Legge regionale 11 ottobre 2012, n. 18 - TESTO VIGENTE dal 01/01/2019

Disposizioni per la tutela delle donne affette da endometriosi.
Art. 2
 (Osservatorio regionale sull'endometriosi)
1. È istituito, presso la Direzione centrale competente in materia di tutela della salute, l'Osservatorio regionale sull'endometriosi.
3. La Direzione centrale competente in materia di tutela della salute stabilisce la composizione dell'Osservatorio e le sue modalità di nomina e funzionamento.
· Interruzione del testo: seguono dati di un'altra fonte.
// ABOUTME: Fitness provider catalog for OAuth connect endpoints
// ABOUTME: Per-provider authorize URL, scopes, scope delimiter, and approval-prompt policy
//
// SPDX-License-Identifier: MIT OR Apache-2.0
// Copyright (c) 2025 Pierre Fitness Intelligence

//! Fitness providers
//!
//! Providers are not interchangeable in how they encode scopes: Strava expects a
//! comma-separated list, Fitbit a space-separated one. The delimiter is therefore a
//! property of the provider rather than a default of the URL builder.

use crate::constants::oauth_providers;
use crate::errors::AppError;
use crate::oauth2_client::ScopeDelimiter;
use serde::{Deserialize, Serialize};
use std::fmt;
use std::str::FromStr;

/// A fitness platform users can connect over OAuth
#[derive(Debug, Clone, Copy, PartialEq, Eq, Hash, Serialize, Deserialize)]
#[serde(rename_all = "lowercase")]
pub enum OAuthProvider {
    /// Strava
    Strava,
    /// Fitbit
    Fitbit,
}

impl OAuthProvider {
    /// Every provider with a connect endpoint
    pub const ALL: [Self; 2] = [Self::Strava, Self::Fitbit];

    /// Lowercase identifier used in routes, config, and storage keys
    #[must_use]
    pub const fn name(self) -> &'static str {
        match self {
            Self::Strava => oauth_providers::STRAVA,
            Self::Fitbit => oauth_providers::FITBIT,
        }
    }

    /// Human-readable provider name for messages
    #[must_use]
    pub const fn display_name(self) -> &'static str {
        match self {
            Self::Strava => "Strava",
            Self::Fitbit => "Fitbit",
        }
    }

    /// Authorization endpoint users are redirected to
    #[must_use]
    pub const fn authorize_url(self) -> &'static str {
        match self {
            Self::Strava => oauth_providers::STRAVA_AUTHORIZE_URL,
            Self::Fitbit => oauth_providers::FITBIT_AUTHORIZE_URL,
        }
    }

    /// Fixed scope list requested on connect
    #[must_use]
    pub const fn scopes(self) -> &'static [&'static str] {
        match self {
            Self::Strava => oauth_providers::STRAVA_SCOPES,
            Self::Fitbit => oauth_providers::FITBIT_SCOPES,
        }
    }

    /// Delimiter the provider expects between scopes
    #[must_use]
    pub const fn scope_delimiter(self) -> ScopeDelimiter {
        match self {
            Self::Strava => ScopeDelimiter::Comma,
            Self::Fitbit => ScopeDelimiter::Space,
        }
    }

    /// Value of the `approval_prompt` parameter, if the provider uses one
    #[must_use]
    pub const fn approval_prompt(self) -> Option<&'static str> {
        match self {
            Self::Strava => Some(oauth_providers::STRAVA_APPROVAL_PROMPT),
            Self::Fitbit => None,
        }
    }

    /// Prefix of this provider's environment variables (e.g. `STRAVA`)
    #[must_use]
    pub const fn env_prefix(self) -> &'static str {
        match self {
            Self::Strava => "STRAVA",
            Self::Fitbit => "FITBIT",
        }
    }
}

impl fmt::Display for OAuthProvider {
    fn fmt(&self, f: &mut fmt::Formatter<'_>) -> fmt::Result {
        f.write_str(self.name())
    }
}

impl FromStr for OAuthProvider {
    type Err = AppError;

    fn from_str(s: &str) -> Result<Self, Self::Err> {
        match s.to_lowercase().as_str() {
            oauth_providers::STRAVA => Ok(Self::Strava),
            oauth_providers::FITBIT => Ok(Self::Fitbit),
            other => Err(AppError::not_found(format!("Provider '{other}'"))),
        }
    }
}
Fanno comunque parte dell'Osservatorio rappresentanti delle associazioni regionali che si occupano di endometriosi, almeno una rappresentanza per ogni professione medica responsabile del piano diagnostico-terapeutico e assistenziale, una rappresentante della Commissione regionale per le pari opportunità tra uomo e donna, un rappresentante dei consultori familiari, nonché, previa intesa con i rispettivi enti, rappresentanti indicati dalle Università degli studi della regione e dalle sedi regionali dell'Istituto nazionale della previdenza sociale (INPS) e dell'Istituto nazionale per l'assicurazione contro gli infortuni sul lavoro (INAIL). I componenti durano in carica tre anni e possono essere riconfermati.
4. La mancata designazione di componenti nel termine stabilito dalla Direzione centrale competente in materia di tutela della salute non pregiudica la costituzione e i lavori dell'Osservatorio. Le riunioni dell'Osservatorio sono valide con la presenza della maggioranza dei suoi componenti.
5. I componenti dell'Osservatorio partecipano alle riunioni direttamente o tramite delegati. La partecipazione ai lavori non comporta il riconoscimento di compensi, gettoni di presenza o rimborsi spese.
6. Le funzioni di segreteria dell'Osservatorio sono assicurate da personale della Direzione centrale competente in materia di tutela della salute.
7. L'Osservatorio è costituito con decreto del direttore della Direzione centrale competente in materia di tutela della salute.
Note:
1Comma 2 bis aggiunto da art. 8, comma 15, L. R. 27/2012
2Comma 2 ter aggiunto da art. 8, comma 15, L. R. 27/2012
Art. 3
 (Registro regionale dell'endometriosi)
1. È istituito il Registro regionale dell'endometriosi, per la raccolta e l'analisi dei dati clinici e sociali riferiti alla malattia, al fine di stabilire appropriate strategie di intervento, di monitorare l'andamento e la ricorrenza della malattia, di rilevare le problematiche connesse e le eventuali complicanze.
2. Il Registro riporta i casi di endometriosi, il numero di nuovi casi registrati annualmente e rappresenta statisticamente l'incidenza della malattia sul territorio regionale.
4. Entro tre mesi dalla data di entrata in vigore della presente legge, sentito l'Osservatorio di cui all'articolo 2 e acquisito il parere del Garante per la protezione dei dati personali di cui al decreto legislativo 30 giugno 2003, n. 196 (Codice in materia di protezione dei dati personali), sono definiti i criteri e le modalità di tenuta e di rilevazione dei dati del Registro, anche con strumenti informatici e telematici.
5. La Direzione centrale competente in materia di tutela della salute cura la realizzazione e l'aggiornamento del Registro, utilizzando a tal fine i dati del Sistema informativo sociosanitario regionale (SISSR) e gli altri dati in possesso degli enti del Servizio sanitario regionale, tenendo conto altresì di quelli forniti dalle associazioni regionali che si occupano di endometriosi.
6. I dati riportati nel Registro sono utilizzati, in occasione della predisposizione degli atti regionali di pianificazione e programmazione, per individuare azioni finalizzate alla diagnosi precoce e all'ottenimento dei trattamenti medico-sanitari più efficaci.